On some (most?) receivers, if the RF gain is turned up too high, intermodulation distortion increases due to increasing non-linearities (maybe even clipping, etc.)
I'd argue that's all receivers, even, since that's exactly what "turned up too high" would imply. You get a non-linear effect, and that always leads to intermodulation. If that doesn't happen (significantly), you can increase gain ;)
Is it possible, just by examining typical received over-the-air RF signals during normal operating (e.g. no testing via artificially injected 2-tone signals), to detect the amount of IM distortion in order to determine whether the front-end RF gain should be reduced (or attenuation should be added) to lessen the distortion?
Ah, that requires a bit of knowledge on the side of your signal. If you don't know anything about your signal, it's hard to tell whether it's distorted.
Either by listening to the demodulated audio or by examining the FFT spectrum?
Haha! Demodulated Audio means you know quite a lot about the signal, right?
So, the first place to look is simply at a time-domain amplitude statistic: if the amount of amplitudes that are really high is unusual for your type of signal. The classical stochastic property that reflects how much the signal amplitude distribution is not at its center of weight is kurtosis, i.e. the fourth central moment.
Sadly, that's not something you "see" in the spectrum. What you do see is the spectral widening of the channel.

Note how instead of the single central channel, the whole spectrum is filled with intermodulation products. This might be an extreme example, but it illustrates the issue well.
When dealing with modes with (unsuppressed) carrier, a typical sign of things that look a bit or ever more like a square wave and not like a perfect sine due to overdriving are lines in the spectrum at equal distances. Whenever I see a nice comb on a spectrum display, I'm pretty sure I see the leakage of a digital clock, or an overdriven sine wave.
There's other indications. If your noise floor pulses: it's kind of unlikely that natural noise sources do that, and unlikely that a lot of interferers decide to synchronously go up and down in power. More likely is that a strong signal in a strong moment leads to more intermodulation, and a weaker strong signal to less intermodulation.
If you know you're dealing with OFDM (e.g. in the FreeDV voice mode), then that's a spectrum with steep edges, and small sidelobes to either side. If your channel was flat, it'd be flat-top (but for a few sinc-induced ripples), but you're using OFDM because your channel isn't flat, so you'll have something that has a few trenches/hills, but still has a steep transition at the edges. If the spectrum starts looking symmetrically round, then the best explanation is usually nonlinearity.
If you have a digital system with constellation points of different power: If the outer points seem to suffer a larger amount of noise variance, that's nonlinearity that's worse for large amplitudes.

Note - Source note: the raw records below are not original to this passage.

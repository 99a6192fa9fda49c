//! Ray-terrain intersection by bounded vertical search.

use glam::DVec3;
use ortho_terrain::DemGrid;

/// Default convergence tolerance on the elevation estimate, in world units.
pub const DEFAULT_TOLERANCE: f64 = 1e-3;

/// Default iteration cap for the vertical search.
pub const DEFAULT_MAX_ITERATIONS: usize = 64;

/// Rays closer to horizontal than this have no usable terrain
/// intersection.
const MIN_VERTICAL_COMPONENT: f64 = 1e-6;

/// Finds where a world ray meets the terrain surface of a DEM.
///
/// The search projects the ray to the current elevation estimate, samples
/// the DEM at the resulting planimetric point and repeats until the
/// estimate is stable. Convergence criteria are explicit: a fixed
/// tolerance and a fixed iteration cap. An unconverged estimate is never
/// returned.
#[derive(Clone, Copy, Debug)]
pub struct RayTerrainIntersector<'a> {
    dem: &'a DemGrid,
    tolerance: f64,
    max_iterations: usize,
}

impl<'a> RayTerrainIntersector<'a> {
    /// Create an intersector with default convergence parameters.
    pub fn new(dem: &'a DemGrid) -> Self {
        Self::with_params(dem, DEFAULT_TOLERANCE, DEFAULT_MAX_ITERATIONS)
    }

    /// Create an intersector with explicit tolerance and iteration cap.
    pub fn with_params(dem: &'a DemGrid, tolerance: f64, max_iterations: usize) -> Self {
        Self {
            dem,
            tolerance,
            max_iterations,
        }
    }

    /// Intersect a ray with the terrain, seeding the search with the mean
    /// DEM elevation.
    ///
    /// # Arguments
    ///
    /// * `origin` - The ray origin in world coordinates.
    /// * `direction` - The ray direction; does not need to be normalized.
    ///
    /// # Returns
    ///
    /// The world intersection point, or `None` for near-horizontal rays,
    /// rays that leave DEM coverage or hit no-data, intersections behind
    /// the origin, and searches that do not converge within the cap.
    pub fn intersect(&self, origin: DVec3, direction: DVec3) -> Option<DVec3> {
        self.intersect_seeded(origin, direction, self.dem.mean_elevation())
    }

    /// Intersect a ray with the terrain from an explicit elevation seed.
    ///
    /// A seed taken from a neighbouring pixel's solution speeds up
    /// convergence; correctness does not depend on it.
    pub fn intersect_seeded(
        &self,
        origin: DVec3,
        direction: DVec3,
        seed_elevation: f64,
    ) -> Option<DVec3> {
        let dir = direction.normalize();
        if !dir.is_finite() || dir.z.abs() < MIN_VERTICAL_COMPONENT {
            return None;
        }

        let mut z_est = seed_elevation.clamp(self.dem.min_elevation(), self.dem.max_elevation());

        for _ in 0..self.max_iterations {
            let t = (z_est - origin.z) / dir.z;
            if t <= 0.0 {
                return None;
            }

            let x = origin.x + t * dir.x;
            let y = origin.y + t * dir.y;
            let z_new = self.dem.elevation_at(x, y)?;

            if (z_new - z_est).abs() < self.tolerance {
                // place the result back on the ray at the settled elevation
                let t = (z_new - origin.z) / dir.z;
                if t <= 0.0 {
                    return None;
                }
                return Some(DVec3::new(origin.x + t * dir.x, origin.y + t * dir.y, z_new));
            }

            z_est = z_new;
        }

        None
    }
}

It's hard to pinpoint a "audio" effect for too high gain, because all modes are affected in different ways: FM is relatively robust (there's but one tone in your channel at any time, so not really much to intermodulate with, so your receiver's PLL will track that tone usually quite reliably), whereas AM will suffer intermodulation (which would probably sound like a really weak amplifier trying to drive a large speaker, or a small speaker being beaten to death by a monster amplifier).